First, the Court rejected the Fifth Circuit’s broad dictum in Totem Marine Tug & Barge, Inc. v. North America Towing, Inc., 607 F.2d 649, 653 (5th Cir. 1979) that “[a]rbitrators cannot conduct ex parte hearings or receive evidence except in the presence of each other and of the parties, unless otherwise stipulated.” (quotations and citation omitted) Noting that Totem Marine’s “prohibition was too broad” because “the FAA does not expressly prohibit ex parte contact,” the Ninth Circuit ruled that “ex parte conduct by an arbitration panel requires vacatur of an award only if the ex parte contact constitutes misbehavior that prejudices the rights of a party.” Slip op. at 98.
Second, the Court observed that that “the ex parte contact was not with a party, but with neutral experts,” and “both parties were aware of the ex parte contact, submitted suggestions as to the process to be used, and had the opportunity to contest the reviewers’ conclusions.” Slip op. at 98. The Court said that “the panel presented far less risk of prejudicial misbehavior than if one arbitrator was used,” because the tripartite arbitration panel featured two party-appointed arbitrators, and there was “extensive evidence of [the panel’s]. . . efforts to provide due process to both parties” and to “resolve the dispute in a relatively efficient manner. . . .” Slip op. at 98-99. The Court found it “noteworth that U.S. Life’s party arbitrator agreed to this process and that he did not mention arbitral misconduct or misbehavior in his dissent.” Slip op.. at 99.
Third, the Court held there was no misbehavior because the parties bestowed “broad authority” on the panel through their agreed, procedural protocols. While the parties “did not stipulate to the ex parte meeting,” the parties expressly authorized the panel to “adopt such other processes and procedures as it deems fair and expedient to resolve issues before it to the extent that the issues are not expressly or implicitly addressed by. . .” the procedural protocols agreed by the parties. Slip op.. at 99.
The Court also determined that, in any event, U.S. Life did not establish that the panel’s ex parte procedure prejudiced it.
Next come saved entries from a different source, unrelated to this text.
//! Quotation domain types.

use chrono::{DateTime, Utc};
use rust_decimal::Decimal;
use serde::{Deserialize, Serialize};
use std::fmt;
use uuid::Uuid;

/// Quotation status.
///
/// Status is tracked per row, not per lineage:
/// - Draft → Sent (send)
/// - Draft | Sent | Revised → Confirmed + locked (lock)
/// - Revised only labels a row created by revision
#[derive(Debug, Clone, Copy, PartialEq, Eq, Hash, Serialize, Deserialize)]
#[serde(rename_all = "lowercase")]
pub enum QuotationStatus {
    /// Freshly created.
    Draft,
    /// Delivered to the client.
    Sent,
    /// Created by revising an earlier version.
    Revised,
    /// Accepted and locked.
    Confirmed,
    /// Legacy label for locked rows.
    Locked,
}

impl QuotationStatus {
    /// Returns the string representation of the status.
    #[must_use]
    pub fn as_str(&self) -> &'static str {
        match self {
            Self::Draft => "draft",
            Self::Sent => "sent",
            Self::Revised => "revised",
            Self::Confirmed => "confirmed",
            Self::Locked => "locked",
        }
    }

    /// Parses a status from a string.
    pub fn parse(s: &str) -> Option<Self> {
        match s.trim().to_lowercase().as_str() {
            "draft" => Some(Self::Draft),
            "sent" => Some(Self::Sent),
            "revised" => Some(Self::Revised),
            "confirmed" => Some(Self::Confirmed),
            "locked" => Some(Self::Locked),
            _ => None,
        }
    }
}

impl fmt::Display for QuotationStatus {
    fn fmt(&self, f: &mut fmt::Formatter<'_>) -> fmt::Result {
        write!(f, "{}", self.as_str())
    }
}

/// A labor line. `total` is derived as `hours × rate`.
#[derive(Debug, Clone, PartialEq, Eq, Serialize, Deserialize)]
pub struct LaborItem {
    /// Task name.
    pub task: String,
    /// Hours of work.
    pub hours: Decimal,
    /// Hourly rate.
    pub rate: Decimal,
    /// Derived line total. Any caller-supplied value is ignored.
    #[serde(default)]
    pub total: Decimal,
}

/// A material line. `total` is derived as `quantity × unit_price`.
#[derive(Debug, Clone, PartialEq, Eq, Serialize, Deserialize)]
pub struct MaterialItem {
    /// Catalog reference.
    #[serde(default)]
    pub material_id: Option<Uuid>,
    /// Description, resolved from the catalog when possible.
    #[serde(default)]
    pub description: String,
    /// Quantity.
    pub quantity: Decimal,
    /// Unit price.
    pub unit_price: Decimal,
    /// Derived line total. Any caller-supplied value is ignored.
    #[serde(default)]
    pub total: Decimal,
}

/// A service line.
#[derive(Debug, Clone, PartialEq, Eq, Serialize, Deserialize)]
pub struct ServiceItem {
    /// Service name.
    pub service: String,
    /// Cost.
    pub cost: Decimal,
}

/// A contingency line.
#[derive(Debug, Clone, PartialEq, Eq, Serialize, Deserialize)]
pub struct ContingencyItem {
    /// Description.
    pub description: String,
    /// Amount.
    pub amount: Decimal,
}

/// A tax line.
///
/// When `percentage` is set, `amount` is derived from the subtotal.
#[derive(Debug, Clone, PartialEq, Eq, Serialize, Deserialize)]
pub struct TaxItem {
    /// Description.
    pub description: String,
    /// Rate applied to the subtotal, in percent.
    #[serde(default)]
    pub percentage: Option<Decimal>,
    /// Tax amount.
    #[serde(default)]
    pub amount: Decimal,
}

/// Itemized content of a quotation.
#[derive(Debug, Clone, Default, PartialEq, Eq, Serialize, Deserialize)]
#[serde(default)]
pub struct QuotationItems {
    /// Labor lines.
    pub labor_items: Vec<LaborItem>,
    /// Material lines.
    pub material_items: Vec<MaterialItem>,
    /// Service lines.
    pub service_items: Vec<ServiceItem>,
    /// Contingency lines.
    pub contingency_items: Vec<ContingencyItem>,
    /// Tax lines.
    pub tax_items: Vec<TaxItem>,
}

/// Derived totals of a quotation.
#[derive(Debug, Clone, Copy, Default, PartialEq, Eq, Serialize, Deserialize)]
pub struct QuotationTotals {
    /// Labor + material + service.
    pub subtotal: Decimal,
    /// Sum of contingency amounts.
    pub total_contingency: Decimal,
    /// Sum of tax amounts.
    pub total_tax: Decimal,
    /// `subtotal + total_contingency + total_tax`.
    pub grand_total: Decimal,
}

/// A quotation version.
#[derive(Debug, Clone, PartialEq, Eq, Serialize, Deserialize)]
pub struct Quotation {
    /// Quotation ID.
    pub id: Uuid,
    /// Owning project.
    pub project_id: Uuid,
    /// Estimation version this quotation prices against.
    pub estimate_version: i32,
    /// Version within `(project_id, estimate_version)`, starting at 1.
    pub version: i32,
    /// Row status.
    pub status: QuotationStatus,
    /// Once set, the row never changes.
    pub locked: bool,
    /// Free-form remarks.
    pub remarks: Option<String>,
    /// Line items.
    #[serde(flatten)]
    pub items: QuotationItems,
    /// Derived totals.
    #[serde(flatten)]
    pub totals: QuotationTotals,
    /// Generated document, if any.
    pub artifact_url: Option<String>,
    /// Last recipient.
    pub sent_to: Option<String>,
    /// Last send time.
    pub sent_at: Option<DateTime<Utc>>,
    /// Lock time.
    pub locked_at: Option<DateTime<Utc>>,
    /// Author of the lineage.
    pub created_by: Option<Uuid>,
    /// Last editor.
    pub updated_by: Option<Uuid>,
    /// Creation timestamp.
    pub created_at: DateTime<Utc>,
    /// Last update timestamp.
    pub updated_at: DateTime<Utc>,
}

/// Input for creating the next quotation version.
#[derive(Debug, Clone)]
pub struct CreateQuotationInput {
    /// Project id or business key.
    pub project_ref: String,
    /// Baseline to quote against; defaults to the latest estimation.
    pub estimate_version: Option<i32>,
    /// Line items.
    pub items: QuotationItems,
    /// Remarks.
    pub remarks: Option<String>,
    /// Author.
    pub created_by: Option<Uuid>,
}

/// Replacement content for update and revise.
///
/// Items are replaced in full; `remarks: None` keeps the prior remarks.
#[derive(Debug, Clone, Default)]
pub struct QuotationContentInput {
    /// Line items.
    pub items: QuotationItems,
    /// Remarks.
    pub remarks: Option<String>,
    /// Editor.
    pub updated_by: Option<Uuid>,
}

/// Filter for listing quotations.
#[derive(Debug, Clone, Copy, Default)]
pub struct QuotationFilter {
    /// Restrict to one project.
    pub project_id: Option<Uuid>,
    /// Restrict to one baseline.
    pub estimate_version: Option<i32>,
    /// Restrict to one status.
    pub status: Option<QuotationStatus>,
    /// Created at or after.
    pub created_from: Option<DateTime<Utc>>,
    /// Created at or before.
    pub created_to: Option<DateTime<Utc>>,
}

impl QuotationFilter {
    /// Returns true if the quotation passes every set criterion.
    #[must_use]
    pub fn matches(&self, quotation: &Quotation) -> bool {
        self.project_id.is_none_or(|id| quotation.project_id == id)
            && self
                .estimate_version
                .is_none_or(|v| quotation.estimate_version == v)
            && self.status.is_none_or(|s| quotation.status == s)
            && self.created_from.is_none_or(|t| quotation.created_at >= t)
            && self.created_to.is_none_or(|t| quotation.created_at <= t)
    }
}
The panel ruled against U.S. Life, but U.S. Life “failed to establish that it was denied an opportunity to present its case or to contest [the Cedents’s] . . . evidence or the reviewers’ conclusions.” U.S. Life may not have received “a perfect hearing[,] but it did receive a fair” one, having had “notice. . ., the opportunity to be heard and to present relevant and material evidence” to “decisionmakers [that] were not infected with bias.” Slip op. at 99-100 (citation and quotation omitted).
IV. Our Analysis
We were initially somewhat concerned about the United States Life and its potential ramifications on arbitral procedure. The scheme the panel adopted was unusual, at least in reinsurance cases, and it is not difficult to imagine arbitration panels crafting like ex parte procedures to resolve other seemingly difficult, technical problem, some of which might not include all the checks and balances present in United States Life.
Yet the Ninth Circuit got it right under the facts and circumstances of the case. Its opinion evidences careful consideration of the Section 10(a)(3) standard and attention to the facts and practical realities of the situation in which the the panel and the parties found themselves.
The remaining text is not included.